*** Opening Data for processing ***

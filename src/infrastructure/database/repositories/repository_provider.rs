//! SeaORM implementation of RepositoryProvider

use sea_orm::DatabaseConnection;

use crate::domain::car::CarRepository;
use crate::domain::customer::CustomerRepository;
use crate::domain::rental::RentalRepository;
use crate::domain::repositories::RepositoryProvider;
use crate::domain::reservation::{CapacitySource, OverlapSource, ReservationRepository};

use super::car_repository::SeaOrmCarRepository;
use super::customer_repository::SeaOrmCustomerRepository;
use super::rental_repository::SeaOrmRentalRepository;
use super::reservation_repository::SeaOrmReservationRepository;

/// Unified repository provider backed by SeaORM.
///
/// Holds one connection pool and exposes per-aggregate repository accessors.
///
/// ```ignore
/// let repos = SeaOrmRepositoryProvider::new(db.clone());
/// let car = repos.cars().find_by_plate("AB-123").await?;
/// let n = repos.capacity().count_cars_in_category(&car.category).await?;
/// ```
pub struct SeaOrmRepositoryProvider {
    cars: SeaOrmCarRepository,
    customers: SeaOrmCustomerRepository,
    reservations: SeaOrmReservationRepository,
    rentals: SeaOrmRentalRepository,
}

impl SeaOrmRepositoryProvider {
    pub fn new(db: DatabaseConnection) -> Self {
        Self {
            cars: SeaOrmCarRepository::new(db.clone()),
            customers: SeaOrmCustomerRepository::new(db.clone()),
            reservations: SeaOrmReservationRepository::new(db.clone()),
            rentals: SeaOrmRentalRepository::new(db),
        }
    }
}

impl RepositoryProvider for SeaOrmRepositoryProvider {
    fn cars(&self) -> &dyn CarRepository {
        &self.cars
    }

    fn customers(&self) -> &dyn CustomerRepository {
        &self.customers
    }

    fn reservations(&self) -> &dyn ReservationRepository {
        &self.reservations
    }

    fn rentals(&self) -> &dyn RentalRepository {
        &self.rentals
    }

    fn capacity(&self) -> &dyn CapacitySource {
        &self.cars
    }

    fn overlaps(&self) -> &dyn OverlapSource {
        &self.reservations
    }
}
//! Repository provider for the domain layer
//!
//! Use cases receive one `RepositoryProvider` and ask it for the
//! repository or count source they need.

use super::car::CarRepository;
use super::customer::CustomerRepository;
use super::rental::RentalRepository;
use super::reservation::{CapacitySource, OverlapSource, ReservationRepository};

/// Provides access to all domain repositories.
///
/// ```ignore
/// async fn handle(repos: &dyn RepositoryProvider) {
///     let r = repos.reservations().find_by_id(id).await?;
///     let cars = repos.capacity().count_cars_in_category(r.category()).await?;
/// }
/// ```
pub trait RepositoryProvider: Send + Sync {
    fn cars(&self) -> &dyn CarRepository;
    fn customers(&self) -> &dyn CustomerRepository;
    fn reservations(&self) -> &dyn ReservationRepository;
    fn rentals(&self) -> &dyn RentalRepository;

    /// Car count per category, for the conflict policy
    fn capacity(&self) -> &dyn CapacitySource;
    /// Confirmed-overlap count, for the conflict policy
    fn overlaps(&self) -> &dyn OverlapSource;
}
//! In-memory repositories for development and testing

use async_trait::async_trait;
use chrono::{DateTime, Utc};
use dashmap::DashMap;
use uuid::Uuid;

use crate::domain::car::CarRepository;
use crate::domain::customer::CustomerRepository;
use crate::domain::rental::RentalRepository;
use crate::domain::reservation::{
    CapacitySource, OverlapSource, ReservationRepository, ReservationStatus,
};
use crate::domain::{Car, CarCategory, Customer, Rental, RentalPeriod, RepositoryProvider, Reservation};
use crate::shared::errors::{InfraError, StoreResult};

fn missing(entity: &str, id: Uuid) -> InfraError {
    InfraError::Corrupted(format!("{entity} {id} does not exist"))
}

fn duplicate(entity: &str, id: Uuid) -> InfraError {
    InfraError::Corrupted(format!("{entity} {id} already exists"))
}

#[derive(Default)]
pub struct InMemoryCarRepository {
    cars: DashMap<Uuid, Car>,
}

#[async_trait]
impl CarRepository for InMemoryCarRepository {
    async fn add(&self, car: Car) -> StoreResult<()> {
        if self.cars.contains_key(&car.id) {
            return Err(duplicate("car", car.id));
        }
        self.cars.insert(car.id, car);
        Ok(())
    }

    async fn find_by_id(&self, id: Uuid) -> StoreResult<Option<Car>> {
        Ok(self.cars.get(&id).map(|c| c.clone()))
    }

    async fn find_by_plate(&self, plate: &str) -> StoreResult<Option<Car>> {
        Ok(self
            .cars
            .iter()
            .find(|c| c.plate == plate)
            .map(|c| c.value().clone()))
    }

    async fn find_all(&self) -> StoreResult<Vec<Car>> {
        let mut cars: Vec<Car> = self.cars.iter().map(|c| c.value().clone()).collect();
        cars.sort_by(|a, b| a.plate.cmp(&b.plate));
        Ok(cars)
    }
}

#[async_trait]
impl CapacitySource for InMemoryCarRepository {
    async fn count_cars_in_category(&self, category: &CarCategory) -> StoreResult<u64> {
        Ok(self.cars.iter().filter(|c| c.is_in_category(category)).count() as u64)
    }
}

#[derive(Default)]
pub struct InMemoryCustomerRepository {
    customers: DashMap<Uuid, Customer>,
}

#[async_trait]
impl CustomerRepository for InMemoryCustomerRepository {
    async fn add(&self, customer: Customer) -> StoreResult<()> {
        if self.customers.contains_key(&customer.id) {
            return Err(duplicate("customer", customer.id));
        }
        self.customers.insert(customer.id, customer);
        Ok(())
    }

    async fn find_by_id(&self, id: Uuid) -> StoreResult<Option<Customer>> {
        Ok(self.customers.get(&id).map(|c| c.clone()))
    }

    async fn find_by_email(&self, email: &str) -> StoreResult<Option<Customer>> {
        Ok(self
            .customers
            .iter()
            .find(|c| c.email == email)
            .map(|c| c.value().clone()))
    }
}

#[derive(Default)]
pub struct InMemoryReservationRepository {
    reservations: DashMap<Uuid, Reservation>,
}

impl InMemoryReservationRepository {
    fn collect_newest_first(&self, keep: impl Fn(&Reservation) -> bool) -> Vec<Reservation> {
        let mut found: Vec<Reservation> = self
            .reservations
            .iter()
            .filter(|r| keep(r.value()))
            .map(|r| r.value().clone())
            .collect();
        found.sort_by(|a, b| b.created_at().cmp(&a.created_at()));
        found
    }
}

#[async_trait]
impl ReservationRepository for InMemoryReservationRepository {
    async fn add(&self, reservation: Reservation) -> StoreResult<()> {
        if self.reservations.contains_key(&reservation.id()) {
            return Err(duplicate("reservation", reservation.id()));
        }
        self.reservations.insert(reservation.id(), reservation);
        Ok(())
    }

    async fn find_by_id(&self, id: Uuid) -> StoreResult<Option<Reservation>> {
        Ok(self.reservations.get(&id).map(|r| r.clone()))
    }

    async fn update(&self, reservation: Reservation) -> StoreResult<()> {
        match self.reservations.get_mut(&reservation.id()) {
            Some(mut slot) => {
                *slot = reservation;
                Ok(())
            }
            None => Err(missing("reservation", reservation.id())),
        }
    }

    async fn find_all(&self) -> StoreResult<Vec<Reservation>> {
        Ok(self.collect_newest_first(|_| true))
    }

    async fn find_by_customer(&self, customer_id: Uuid) -> StoreResult<Vec<Reservation>> {
        Ok(self.collect_newest_first(|r| r.customer_id() == customer_id))
    }

    async fn find_expiry_candidates(
        &self,
        created_cutoff: DateTime<Utc>,
        start_cutoff: DateTime<Utc>,
    ) -> StoreResult<Vec<Reservation>> {
        Ok(self.collect_newest_first(|r| {
            r.is_draft() && (r.created_at() <= created_cutoff || r.period().start() <= start_cutoff)
        }))
    }
}

#[async_trait]
impl OverlapSource for InMemoryReservationRepository {
    async fn count_confirmed_overlapping(
        &self,
        category: &CarCategory,
        period: &RentalPeriod,
        exclude: Option<Uuid>,
    ) -> StoreResult<u64> {
        let count = self
            .reservations
            .iter()
            .filter(|r| Some(r.id()) != exclude)
            .filter(|r| matches!(r.status(), ReservationStatus::Confirmed { .. }))
            .filter(|r| r.category() == category && r.period().overlaps(period))
            .count();
        Ok(count as u64)
    }
}

#[derive(Default)]
pub struct InMemoryRentalRepository {
    rentals: DashMap<Uuid, Rental>,
}

#[async_trait]
impl RentalRepository for InMemoryRentalRepository {
    async fn add(&self, rental: Rental) -> StoreResult<()> {
        if self.rentals.contains_key(&rental.id) {
            return Err(duplicate("rental", rental.id));
        }
        if self
            .rentals
            .iter()
            .any(|r| r.reservation_id == rental.reservation_id)
        {
            return Err(InfraError::Corrupted(format!(
                "reservation {} already has a rental",
                rental.reservation_id
            )));
        }
        self.rentals.insert(rental.id, rental);
        Ok(())
    }

    async fn find_by_id(&self, id: Uuid) -> StoreResult<Option<Rental>> {
        Ok(self.rentals.get(&id).map(|r| r.clone()))
    }

    async fn find_by_reservation(&self, reservation_id: Uuid) -> StoreResult<Option<Rental>> {
        Ok(self
            .rentals
            .iter()
            .find(|r| r.reservation_id == reservation_id)
            .map(|r| r.value().clone()))
    }

    async fn find_active_by_car(&self, car_id: Uuid) -> StoreResult<Option<Rental>> {
        Ok(self
            .rentals
            .iter()
            .find(|r| r.car_id == car_id && r.returned.is_none())
            .map(|r| r.value().clone()))
    }

    async fn update(&self, rental: Rental) -> StoreResult<()> {
        match self.rentals.get_mut(&rental.id) {
            Some(mut slot) => {
                *slot = rental;
                Ok(())
            }
            None => Err(missing("rental", rental.id)),
        }
    }

    async fn remove(&self, id: Uuid) -> StoreResult<()> {
        self.rentals.remove(&id);
        Ok(())
    }
}

/// DashMap-backed [`RepositoryProvider`]. Nothing survives the process.
#[derive(Default)]
pub struct InMemoryRepositoryProvider {
    cars: InMemoryCarRepository,
    customers: InMemoryCustomerRepository,
    reservations: InMemoryReservationRepository,
    rentals: InMemoryRentalRepository,
}

impl InMemoryRepositoryProvider {
    pub fn new() -> Self {
        Self::default()
    }
}

impl RepositoryProvider for InMemoryRepositoryProvider {
    fn cars(&self) -> &dyn CarRepository {
        &self.cars
    }

    fn customers(&self) -> &dyn CustomerRepository {
        &self.customers
    }

    fn reservations(&self) -> &dyn ReservationRepository {
        &self.reservations
    }

    fn rentals(&self) -> &dyn RentalRepository {
        &self.rentals
    }

    fn capacity(&self) -> &dyn CapacitySource {
        &self.cars
    }

    fn overlaps(&self) -> &dyn OverlapSource {
        &self.reservations
    }
}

*** Closing Data for processing ***

» Exercise details
Copy all lines above containing the string "crate".

» Result of the task
use crate::domain::car::CarRepository;
use crate::domain::customer::CustomerRepository;
use crate::domain::rental::RentalRepository;
use crate::domain::repositories::RepositoryProvider;
use crate::domain::reservation::{CapacitySource, OverlapSource, ReservationRepository};
use crate::domain::car::CarRepository;
use crate::domain::customer::CustomerRepository;
use crate::domain::rental::RentalRepository;
use crate::domain::reservation::{
use crate::domain::{Car, CarCategory, Customer, Rental, RentalPeriod, RepositoryProvider, Reservation};
use crate::shared::errors::{InfraError, StoreResult};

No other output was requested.